Top of DATA RECORDS

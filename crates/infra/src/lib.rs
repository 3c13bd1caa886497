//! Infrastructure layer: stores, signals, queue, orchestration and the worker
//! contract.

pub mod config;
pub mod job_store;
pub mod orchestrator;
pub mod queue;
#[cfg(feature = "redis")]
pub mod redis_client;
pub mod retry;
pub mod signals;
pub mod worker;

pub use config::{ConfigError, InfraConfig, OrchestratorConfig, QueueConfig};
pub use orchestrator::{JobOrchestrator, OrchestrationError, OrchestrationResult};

Bottom of DATA RECORDS

**WHAT TO DO:** Set down the preceding data verbatim. Every line belongs in the copy.

**SOLUTION:**
filename crates/infra/src/lib.rs
repository 3c13bd1caa886497
//! Infrastructure layer: stores, signals, queue, orchestration and the worker
//! contract.

pub mod config;
pub mod job_store;
pub mod orchestrator;
pub mod queue;
#[cfg(feature = "redis")]
pub mod redis_client;
pub mod retry;
pub mod signals;
pub mod worker;

pub use config::{ConfigError, InfraConfig, OrchestratorConfig, QueueConfig};
pub use orchestrator::{JobOrchestrator, OrchestrationError, OrchestrationResult};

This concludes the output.